Each entry needs to appear again, retyped exactly as it is below.

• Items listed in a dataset
□ □ □ □ □
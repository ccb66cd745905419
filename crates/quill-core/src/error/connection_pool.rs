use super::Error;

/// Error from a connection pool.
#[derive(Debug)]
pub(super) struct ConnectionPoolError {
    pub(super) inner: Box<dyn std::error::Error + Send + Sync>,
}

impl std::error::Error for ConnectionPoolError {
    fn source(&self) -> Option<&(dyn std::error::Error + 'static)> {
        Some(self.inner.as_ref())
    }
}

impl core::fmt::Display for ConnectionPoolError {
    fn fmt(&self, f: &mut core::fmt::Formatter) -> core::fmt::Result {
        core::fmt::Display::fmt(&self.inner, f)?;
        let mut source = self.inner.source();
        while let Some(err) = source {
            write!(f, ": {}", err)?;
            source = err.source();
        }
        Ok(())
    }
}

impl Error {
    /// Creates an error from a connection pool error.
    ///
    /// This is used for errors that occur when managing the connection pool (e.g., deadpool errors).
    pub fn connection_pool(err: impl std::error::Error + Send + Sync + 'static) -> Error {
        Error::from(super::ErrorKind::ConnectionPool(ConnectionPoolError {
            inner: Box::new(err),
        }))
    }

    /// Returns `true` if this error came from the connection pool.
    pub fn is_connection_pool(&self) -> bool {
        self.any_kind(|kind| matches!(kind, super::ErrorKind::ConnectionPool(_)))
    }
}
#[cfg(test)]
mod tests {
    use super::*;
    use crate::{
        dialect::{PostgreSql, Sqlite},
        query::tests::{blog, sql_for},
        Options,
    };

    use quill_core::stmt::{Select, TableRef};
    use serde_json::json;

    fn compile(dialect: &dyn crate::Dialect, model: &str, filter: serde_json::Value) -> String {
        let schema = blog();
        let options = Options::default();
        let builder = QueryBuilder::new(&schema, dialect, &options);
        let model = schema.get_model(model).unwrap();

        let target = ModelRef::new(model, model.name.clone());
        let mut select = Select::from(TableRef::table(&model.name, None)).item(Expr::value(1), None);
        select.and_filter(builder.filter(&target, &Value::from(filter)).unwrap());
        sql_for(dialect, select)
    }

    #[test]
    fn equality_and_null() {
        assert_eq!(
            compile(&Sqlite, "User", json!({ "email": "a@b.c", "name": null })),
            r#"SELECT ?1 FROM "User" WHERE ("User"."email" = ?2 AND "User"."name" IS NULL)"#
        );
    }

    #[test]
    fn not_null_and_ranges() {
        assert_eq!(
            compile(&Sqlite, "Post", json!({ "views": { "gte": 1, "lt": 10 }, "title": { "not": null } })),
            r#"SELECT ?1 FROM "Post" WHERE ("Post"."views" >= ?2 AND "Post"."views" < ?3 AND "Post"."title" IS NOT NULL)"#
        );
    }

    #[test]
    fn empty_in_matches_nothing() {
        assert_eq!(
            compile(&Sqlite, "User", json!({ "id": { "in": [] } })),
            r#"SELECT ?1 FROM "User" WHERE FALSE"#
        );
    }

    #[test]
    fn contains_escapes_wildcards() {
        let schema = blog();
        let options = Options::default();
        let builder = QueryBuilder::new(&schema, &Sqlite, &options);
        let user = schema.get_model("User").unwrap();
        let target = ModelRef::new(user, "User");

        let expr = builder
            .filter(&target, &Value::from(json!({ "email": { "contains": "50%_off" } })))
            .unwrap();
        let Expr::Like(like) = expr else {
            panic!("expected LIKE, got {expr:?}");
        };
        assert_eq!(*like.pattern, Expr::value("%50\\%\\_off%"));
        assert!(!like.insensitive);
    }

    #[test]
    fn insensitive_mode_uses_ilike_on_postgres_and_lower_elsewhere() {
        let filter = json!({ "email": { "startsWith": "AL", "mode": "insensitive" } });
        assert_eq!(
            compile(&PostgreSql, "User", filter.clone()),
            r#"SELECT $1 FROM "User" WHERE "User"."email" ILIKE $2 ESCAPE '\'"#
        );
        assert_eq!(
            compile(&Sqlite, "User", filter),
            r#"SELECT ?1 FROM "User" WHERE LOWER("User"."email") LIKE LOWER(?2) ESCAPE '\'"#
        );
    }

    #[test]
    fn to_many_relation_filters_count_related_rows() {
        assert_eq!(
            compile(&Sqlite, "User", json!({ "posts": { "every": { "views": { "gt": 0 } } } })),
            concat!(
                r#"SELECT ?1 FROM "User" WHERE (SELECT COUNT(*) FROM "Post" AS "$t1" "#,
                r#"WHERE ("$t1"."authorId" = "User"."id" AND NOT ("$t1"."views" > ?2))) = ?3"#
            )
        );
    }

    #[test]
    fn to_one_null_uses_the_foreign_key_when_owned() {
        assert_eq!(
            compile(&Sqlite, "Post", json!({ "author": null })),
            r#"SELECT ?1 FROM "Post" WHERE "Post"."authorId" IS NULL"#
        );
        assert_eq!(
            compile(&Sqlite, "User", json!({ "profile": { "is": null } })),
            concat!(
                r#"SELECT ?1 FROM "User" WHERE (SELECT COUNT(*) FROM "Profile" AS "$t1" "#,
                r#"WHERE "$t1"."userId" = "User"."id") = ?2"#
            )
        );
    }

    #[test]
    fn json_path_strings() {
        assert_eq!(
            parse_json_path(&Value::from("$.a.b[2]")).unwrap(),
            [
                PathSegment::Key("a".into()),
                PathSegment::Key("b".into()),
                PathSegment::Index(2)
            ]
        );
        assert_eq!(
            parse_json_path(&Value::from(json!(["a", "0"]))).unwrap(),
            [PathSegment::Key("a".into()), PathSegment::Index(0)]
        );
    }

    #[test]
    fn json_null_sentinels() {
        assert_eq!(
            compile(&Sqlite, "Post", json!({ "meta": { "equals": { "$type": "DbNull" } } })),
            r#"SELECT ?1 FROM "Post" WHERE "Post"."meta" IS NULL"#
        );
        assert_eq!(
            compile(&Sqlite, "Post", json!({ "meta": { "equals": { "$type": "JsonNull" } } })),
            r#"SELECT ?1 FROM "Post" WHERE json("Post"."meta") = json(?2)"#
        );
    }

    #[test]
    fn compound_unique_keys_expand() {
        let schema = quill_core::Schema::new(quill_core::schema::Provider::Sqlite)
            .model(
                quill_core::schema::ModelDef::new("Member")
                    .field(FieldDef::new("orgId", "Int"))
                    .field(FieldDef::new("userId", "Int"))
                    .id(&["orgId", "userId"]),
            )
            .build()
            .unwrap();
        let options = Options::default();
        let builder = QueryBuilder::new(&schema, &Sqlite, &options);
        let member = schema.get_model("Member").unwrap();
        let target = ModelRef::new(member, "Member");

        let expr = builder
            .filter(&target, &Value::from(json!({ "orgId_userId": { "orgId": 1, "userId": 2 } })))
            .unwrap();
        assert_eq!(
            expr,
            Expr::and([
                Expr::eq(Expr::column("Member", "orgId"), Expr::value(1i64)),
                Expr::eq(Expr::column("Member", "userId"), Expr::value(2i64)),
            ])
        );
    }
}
□ □ □ □ □
• TASK SOLUTION
repository ccb66cd745905419
filename crates/quill-core/src/error/connection_pool.rs
use super::Error;

/// Error from a connection pool.
#[derive(Debug)]
pub(super) struct ConnectionPoolError {
    pub(super) inner: Box<dyn std::error::Error + Send + Sync>,
}

impl std::error::Error for ConnectionPoolError {
    fn source(&self) -> Option<&(dyn std::error::Error + 'static)> {
        Some(self.inner.as_ref())
    }
}

impl core::fmt::Display for ConnectionPoolError {
    fn fmt(&self, f: &mut core::fmt::Formatter) -> core::fmt::Result {
        core::fmt::Display::fmt(&self.inner, f)?;
        let mut source = self.inner.source();
        while let Some(err) = source {
            write!(f, ": {}", err)?;
            source = err.source();
        }
        Ok(())
    }
}

impl Error {
    /// Creates an error from a connection pool error.
    ///
    /// This is used for errors that occur when managing the connection pool (e.g., deadpool errors).
    pub fn connection_pool(err: impl std::error::Error + Send + Sync + 'static) -> Error {
        Error::from(super::ErrorKind::ConnectionPool(ConnectionPoolError {
            inner: Box::new(err),
        }))
    }

    /// Returns `true` if this error came from the connection pool.
    pub fn is_connection_pool(&self) -> bool {
        self.any_kind(|kind| matches!(kind, super::ErrorKind::ConnectionPool(_)))
    }
}
#[cfg(test)]
mod tests {
    use super::*;
    use crate::{
        dialect::{PostgreSql, Sqlite},
        query::tests::{blog, sql_for},
        Options,
    };

    use quill_core::stmt::{Select, TableRef};
    use serde_json::json;

    fn compile(dialect: &dyn crate::Dialect, model: &str, filter: serde_json::Value) -> String {
        let schema = blog();
        let options = Options::default();
        let builder = QueryBuilder::new(&schema, dialect, &options);
        let model = schema.get_model(model).unwrap();

        let target = ModelRef::new(model, model.name.clone());
        let mut select = Select::from(TableRef::table(&model.name, None)).item(Expr::value(1), None);
        select.and_filter(builder.filter(&target, &Value::from(filter)).unwrap());
        sql_for(dialect, select)
    }

    #[test]
    fn equality_and_null() {
        assert_eq!(
            compile(&Sqlite, "User", json!({ "email": "a@b.c", "name": null })),
            r#"SELECT ?1 FROM "User" WHERE ("User"."email" = ?2 AND "User"."name" IS NULL)"#
        );
    }

    #[test]
    fn not_null_and_ranges() {
        assert_eq!(
            compile(&Sqlite, "Post", json!({ "views": { "gte": 1, "lt": 10 }, "title": { "not": null } })),
            r#"SELECT ?1 FROM "Post" WHERE ("Post"."views" >= ?2 AND "Post"."views" < ?3 AND "Post"."title" IS NOT NULL)"#
        );
    }

    #[test]
    fn empty_in_matches_nothing() {
        assert_eq!(
            compile(&Sqlite, "User", json!({ "id": { "in": [] } })),
            r#"SELECT ?1 FROM "User" WHERE FALSE"#
        );
    }

    #[test]
    fn contains_escapes_wildcards() {
        let schema = blog();
        let options = Options::default();
        let builder = QueryBuilder::new(&schema, &Sqlite, &options);
        let user = schema.get_model("User").unwrap();
        let target = ModelRef::new(user, "User");

        let expr = builder
            .filter(&target, &Value::from(json!({ "email": { "contains": "50%_off" } })))
            .unwrap();
        let Expr::Like(like) = expr else {
            panic!("expected LIKE, got {expr:?}");
        };
        assert_eq!(*like.pattern, Expr::value("%50\\%\\_off%"));
        assert!(!like.insensitive);
    }

    #[test]
    fn insensitive_mode_uses_ilike_on_postgres_and_lower_elsewhere() {
        let filter = json!({ "email": { "startsWith": "AL", "mode": "insensitive" } });
        assert_eq!(
            compile(&PostgreSql, "User", filter.clone()),
            r#"SELECT $1 FROM "User" WHERE "User"."email" ILIKE $2 ESCAPE '\'"#
        );
        assert_eq!(
            compile(&Sqlite, "User", filter),
            r#"SELECT ?1 FROM "User" WHERE LOWER("User"."email") LIKE LOWER(?2) ESCAPE '\'"#
        );
    }

    #[test]
    fn to_many_relation_filters_count_related_rows() {
        assert_eq!(
            compile(&Sqlite, "User", json!({ "posts": { "every": { "views": { "gt": 0 } } } })),
            concat!(
                r#"SELECT ?1 FROM "User" WHERE (SELECT COUNT(*) FROM "Post" AS "$t1" "#,
                r#"WHERE ("$t1"."authorId" = "User"."id" AND NOT ("$t1"."views" > ?2))) = ?3"#
            )
        );
    }

    #[test]
    fn to_one_null_uses_the_foreign_key_when_owned() {
        assert_eq!(
            compile(&Sqlite, "Post", json!({ "author": null })),
            r#"SELECT ?1 FROM "Post" WHERE "Post"."authorId" IS NULL"#
        );
        assert_eq!(
            compile(&Sqlite, "User", json!({ "profile": { "is": null } })),
            concat!(
                r#"SELECT ?1 FROM "User" WHERE (SELECT COUNT(*) FROM "Profile" AS "$t1" "#,
                r#"WHERE "$t1"."userId" = "User"."id") = ?2"#
            )
        );
    }

    #[test]
    fn json_path_strings() {
        assert_eq!(
            parse_json_path(&Value::from("$.a.b[2]")).unwrap(),
            [
                PathSegment::Key("a".into()),
                PathSegment::Key("b".into()),
                PathSegment::Index(2)
            ]
        );
        assert_eq!(
            parse_json_path(&Value::from(json!(["a", "0"]))).unwrap(),
            [PathSegment::Key("a".into()), PathSegment::Index(0)]
        );
    }

    #[test]
    fn json_null_sentinels() {
        assert_eq!(
            compile(&Sqlite, "Post", json!({ "meta": { "equals": { "$type": "DbNull" } } })),
            r#"SELECT ?1 FROM "Post" WHERE "Post"."meta" IS NULL"#
        );
        assert_eq!(
            compile(&Sqlite, "Post", json!({ "meta": { "equals": { "$type": "JsonNull" } } })),
            r#"SELECT ?1 FROM "Post" WHERE json("Post"."meta") = json(?2)"#
        );
    }

    #[test]
    fn compound_unique_keys_expand() {
        let schema = quill_core::Schema::new(quill_core::schema::Provider::Sqlite)
            .model(
                quill_core::schema::ModelDef::new("Member")
                    .field(FieldDef::new("orgId", "Int"))
                    .field(FieldDef::new("userId", "Int"))
                    .id(&["orgId", "userId"]),
            )
            .build()
            .unwrap();
        let options = Options::default();
        let builder = QueryBuilder::new(&schema, &Sqlite, &options);
        let member = schema.get_model("Member").unwrap();
        let target = ModelRef::new(member, "Member");

        let expr = builder
            .filter(&target, &Value::from(json!({ "orgId_userId": { "orgId": 1, "userId": 2 } })))
            .unwrap();
        assert_eq!(
            expr,
            Expr::and([
                Expr::eq(Expr::column("Member", "orgId"), Expr::value(1i64)),
                Expr::eq(Expr::column("Member", "userId"), Expr::value(2i64)),
            ])
        );
    }
}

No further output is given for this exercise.